R. Stumptner, B. Freudenthaler, J. Küng. On Similarity in Case-based Reasoning for Structural Health Monitoring. 2, 2009.

Autoren
  • R. Stumptner
  • Bernhard Freudenthaler
  • J. Küng
BuchProceedings of the 12th International Conference on Computer Aided Systems Theory. Extended Abstracts – Eurocast 2009
TypIn Konferenzband
Monat2
Jahr2009
Abstract Case-based Reasoning (CBR) is a problem solving method, whereby already known knowledge in the form of cases is used to solve new problems. New problems are compared to the knowledge in a case base; the solution usually is adopted from the "nearest" of these cases. It is well known that the comparison of cases and consequently the provision of indicators for similarity between them are main principles especially of CBR’s retrieve phase and mostly are sticking points in the design of a Case-based system. Searching in general always was a very popular data processing operation. While at first models (algorithms, index structures) for exact-match searches were developed, the search paradigms soon changed and requirements like the (time-)efficient calculation of similarities between more complex objects were arising.
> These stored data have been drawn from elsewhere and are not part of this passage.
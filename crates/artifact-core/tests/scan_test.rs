//! End-to-end scans of a project directory
//!
//! Each test builds a project in a temp directory and runs real scans against
//! it with a recording installer in place of the package manager.

use artifact_core::deps::{DependencyInstaller, InstallOutcome, InstallStatus};
use artifact_core::scan::{load_manifest, ArtifactKind, CACHE_FILE_NAME};
use artifact_core::{Project, ProjectConfig};
use std::collections::BTreeSet;
use std::fs;
use std::path::Path;
use tempfile::TempDir;

#[derive(Default)]
struct RecordingInstaller {
    calls: Vec<BTreeSet<String>>,
}

impl DependencyInstaller for RecordingInstaller {
    fn ensure_installed(&mut self, packages: &BTreeSet<String>) -> Vec<InstallOutcome> {
        self.calls.push(packages.clone());
        packages
            .iter()
            .map(|package| InstallOutcome {
                package: package.clone(),
                status: InstallStatus::Installed,
            })
            .collect()
    }
}

fn setup() -> (TempDir, Project) {
    let temp_dir = TempDir::new().unwrap();
    let project = Project::new(temp_dir.path(), ProjectConfig::default());
    project.create_layout().unwrap();
    (temp_dir, project)
}

fn write_artifact(project: &Project, name: &str, content: &str) {
    fs::write(project.paths().artifacts_dir.join(name), content).unwrap();
}

fn read(path: &Path) -> String {
    fs::read_to_string(path).unwrap()
}

#[test]
fn test_two_artifacts_one_install() {
    let (_temp_dir, project) = setup();
    write_artifact(&project, "a.jsx", "export default () => null;");
    write_artifact(&project, "b.jsx", "import dep from 'pkg'; export default () => null;");

    let mut scanner = project.scanner(RecordingInstaller::default());
    let outcome = scanner.scan(&project.paths().artifacts_dir).unwrap();

    let ids: Vec<&str> = outcome.artifacts.iter().map(|a| a.id.as_str()).collect();
    assert_eq!(ids, vec!["a", "b"]);
    assert!(outcome.artifacts.iter().all(|a| a.kind == ArtifactKind::React));

    let expected: BTreeSet<String> = ["pkg".to_string()].into_iter().collect();
    assert_eq!(outcome.dependencies, expected);
    assert_eq!(scanner.reconciler().installer().calls, vec![expected]);
}

#[test]
fn test_rescan_is_idempotent() {
    let (_temp_dir, project) = setup();
    write_artifact(&project, "chart.jsx", "import { LineChart } from 'recharts';");
    write_artifact(&project, "clock.js", "export const now = () => Date.now();");

    let mut scanner = project.scanner(RecordingInstaller::default());
    let dir = project.paths().artifacts_dir.clone();
    let cache_path = dir.join(CACHE_FILE_NAME);

    let first = scanner.scan(&dir).unwrap();
    let cache_after_first = read(&cache_path);
    let manifest_after_first = load_manifest(&project.paths().public_dir).unwrap();

    let second = scanner.scan(&dir).unwrap();
    assert_eq!(second.stats.processed, 0);
    assert_eq!(second.stats.cached, 2);
    assert_eq!(second.artifacts, first.artifacts);
    assert_eq!(read(&cache_path), cache_after_first);
    assert_eq!(
        load_manifest(&project.paths().public_dir).unwrap(),
        manifest_after_first
    );
}

#[test]
fn test_modified_file_is_reprocessed() {
    let (_temp_dir, project) = setup();
    write_artifact(&project, "a.jsx", "export default () => null;");
    write_artifact(&project, "b.jsx", "export default () => null;");

    let mut scanner = project.scanner(RecordingInstaller::default());
    let dir = project.paths().artifacts_dir.clone();
    scanner.scan(&dir).unwrap();

    // A different size guarantees a different fingerprint
    write_artifact(
        &project,
        "b.jsx",
        "/* @tags: charts */\nimport x from 'd3';\nexport default () => null;",
    );

    let outcome = scanner.scan(&dir).unwrap();
    assert_eq!(outcome.stats.processed, 1);
    assert_eq!(outcome.stats.cached, 1);
    assert_eq!(outcome.artifacts[1].tags, vec!["charts"]);
    assert!(outcome.dependencies.contains("d3"));
}

#[test]
fn test_deleted_file_is_dropped() {
    let (_temp_dir, project) = setup();
    write_artifact(&project, "a.jsx", "export default () => null;");
    write_artifact(&project, "b.jsx", "export default () => null;");

    let mut scanner = project.scanner(RecordingInstaller::default());
    let dir = project.paths().artifacts_dir.clone();
    scanner.scan(&dir).unwrap();

    fs::remove_file(dir.join("b.jsx")).unwrap();
    scanner.scan(&dir).unwrap();

    let cache = read(&dir.join(CACHE_FILE_NAME));
    assert!(cache.contains("a.jsx"));
    assert!(!cache.contains("b.jsx"));

    let manifest = load_manifest(&project.paths().public_dir).unwrap();
    assert_eq!(manifest.len(), 1);
    assert_eq!(manifest[0].id, "a");
}

#[test]
fn test_baseline_dependency_never_installed() {
    let (_temp_dir, project) = setup();
    write_artifact(&project, "a.jsx", "import { clsx } from 'clsx';");

    let mut scanner = project.scanner(RecordingInstaller::default());
    scanner.scan(&project.paths().artifacts_dir).unwrap();

    assert!(scanner.reconciler().installer().calls.is_empty());
}

#[test]
fn test_declared_dependency_not_reinstalled() {
    let (temp_dir, project) = setup();
    fs::write(
        temp_dir.path().join("package.json"),
        r#"{"dependencies": {"recharts": "^2.12.0"}}"#,
    )
    .unwrap();
    write_artifact(&project, "a.jsx", "import { BarChart } from 'recharts';");

    let mut scanner = project.scanner(RecordingInstaller::default());
    scanner.scan(&project.paths().artifacts_dir).unwrap();

    assert!(scanner.reconciler().installer().calls.is_empty());
}

#[test]
fn test_empty_directory() {
    let (_temp_dir, project) = setup();

    let mut scanner = project.scanner(RecordingInstaller::default());
    let outcome = scanner.scan(&project.paths().artifacts_dir).unwrap();

    assert!(outcome.artifacts.is_empty());
    assert!(outcome.reconcile.is_none());
    assert_eq!(outcome.manifest.as_ref().unwrap().total_pages, 0);
    assert_eq!(read(&project.paths().artifacts_dir.join(CACHE_FILE_NAME)).trim(), "{}");
}

#[test]
fn test_fallback_extraction_feeds_reconciliation() {
    let (_temp_dir, project) = setup();
    write_artifact(
        &project,
        "exp.jsx",
        "@experimental\nimport x from 'some-package';\nexport default x;",
    );

    let mut scanner = project.scanner(RecordingInstaller::default());
    let outcome = scanner.scan(&project.paths().artifacts_dir).unwrap();

    let expected: BTreeSet<String> = ["some-package".to_string()].into_iter().collect();
    assert_eq!(outcome.dependencies, expected);
}

#[test]
fn test_manifest_pages() {
    let temp_dir = TempDir::new().unwrap();
    let config = ProjectConfig {
        artifacts_per_page: 2,
        ..ProjectConfig::default()
    };
    let project = Project::new(temp_dir.path(), config);
    project.create_layout().unwrap();
    for name in ["a.js", "b.js", "c.js"] {
        write_artifact(&project, name, "export default 1;");
    }

    let outcome = project.scan(RecordingInstaller::default()).unwrap();
    let summary = outcome.manifest.unwrap();
    assert_eq!(summary.total_pages, 2);

    let public = &project.paths().public_dir;
    assert!(public.join("artifacts_page_1.json").is_file());
    assert!(public.join("artifacts_page_2.json").is_file());
    assert_eq!(load_manifest(public).unwrap().len(), 3);
}
//! Package manager invocation
//!
//! Every call blocks until the child process exits. Output is captured and,
//! when echo is enabled, replayed to the terminal with `npm WARN` noise
//! filtered out.

use colored::Colorize;
use std::io;
use std::path::PathBuf;
use std::process::Command;
use thiserror::Error;

#[derive(Debug, Error)]
pub enum CommandError {
    #[error("failed to launch `{command}`: {source}")]
    Spawn {
        command: String,
        #[source]
        source: io::Error,
    },

    #[error("`{command}` exited with code {}: {stderr}", .code.map_or_else(|| "unknown".to_string(), |c| c.to_string()))]
    Failed {
        command: String,
        code: Option<i32>,
        stderr: String,
    },
}

/// Captured output of a successful command
#[derive(Debug, Clone, Default)]
pub struct CommandOutput {
    pub stdout: String,
    pub stderr: String,
}

/// Runs package manager commands inside a project directory
#[derive(Debug, Clone)]
pub struct PackageManager {
    program: String,
    project_dir: PathBuf,
    echo: bool,
}

impl PackageManager {
    pub fn new(program: impl Into<String>, project_dir: impl Into<PathBuf>) -> Self {
        Self {
            program: program.into(),
            project_dir: project_dir.into(),
            echo: false,
        }
    }

    /// Replay command output to the terminal
    pub fn with_echo(mut self, echo: bool) -> Self {
        self.echo = echo;
        self
    }

    /// The command line as a user would type it
    pub fn command_line(&self, args: &[String]) -> String {
        std::iter::once(self.program.as_str())
            .chain(args.iter().map(String::as_str))
            .collect::<Vec<_>>()
            .join(" ")
    }

    /// Run the package manager with `args` and wait for it to exit
    pub fn run(&self, args: &[String]) -> Result<CommandOutput, CommandError> {
        let command = self.command_line(args);
        tracing::debug!(%command, dir = %self.project_dir.display(), "running package manager");

        let output = Command::new(&self.program)
            .args(args)
            .current_dir(&self.project_dir)
            .output()
            .map_err(|source| CommandError::Spawn {
                command: command.clone(),
                source,
            })?;

        let result = CommandOutput {
            stdout: String::from_utf8_lossy(&output.stdout).into_owned(),
            stderr: without_warnings(&String::from_utf8_lossy(&output.stderr)),
        };

        if self.echo {
            self.echo_output(&result);
        }

        if !output.status.success() {
            return Err(CommandError::Failed {
                command,
                code: output.status.code(),
                stderr: result.stderr.trim().to_string(),
            });
        }

        Ok(result)
    }

    /// `npm init -y`
    pub fn init(&self) -> Result<CommandOutput, CommandError> {
        self.run(&["init".to_string(), "-y".to_string()])
    }

    /// `npm install [-D] <packages...>`
    pub fn install(&self, packages: &[String], dev: bool) -> Result<CommandOutput, CommandError> {
        let mut args = vec!["install".to_string()];
        if dev {
            args.push("-D".to_string());
        }
        args.extend(packages.iter().cloned());
        self.run(&args)
    }

    /// `npm install <package>@latest`
    pub fn install_latest(&self, package: &str) -> Result<CommandOutput, CommandError> {
        self.run(&["install".to_string(), format!("{}@latest", package)])
    }

    fn echo_output(&self, output: &CommandOutput) {
        for line in output.stdout.lines().filter(|l| !l.trim().is_empty()) {
            println!("  {}", line.dimmed());
        }
        for line in output.stderr.lines().filter(|l| !l.trim().is_empty()) {
            eprintln!("  {}", line.yellow());
        }
    }
}

/// Drop `npm WARN` lines; they are noise for the person running the tool
fn without_warnings(stderr: &str) -> String {
    stderr
        .lines()
        .filter(|line| {
            let lower = line.trim_start().to_ascii_lowercase();
            !lower.starts_with("npm warn")
        })
        .collect::<Vec<_>>()
        .join("\n")
}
Similar objects can be described as a set of objects being in some sense “near” to each other. The metric space notation satisfies the needs of representations and abstractions in this connection. Similarity search in metric spaces can be seen as a kind of ranking of objects in respect to a query object and to certain similarities. Nevertheless in many cases it is not an easy task or even impossible to transform data to make it representable in a metric space. This contribution should try to evaluate methods for knowledge representation, similarity calculation and data indexing especially for the field "Structural Health Monitoring". Measurements from a certain structure have to be interpreted and conclusions to its condition are drawn by engineers of this domain. Due to the individuality of each structure and the complexity of the measurement interpretation process our goal is to aid the engineer using a case-based decision support system.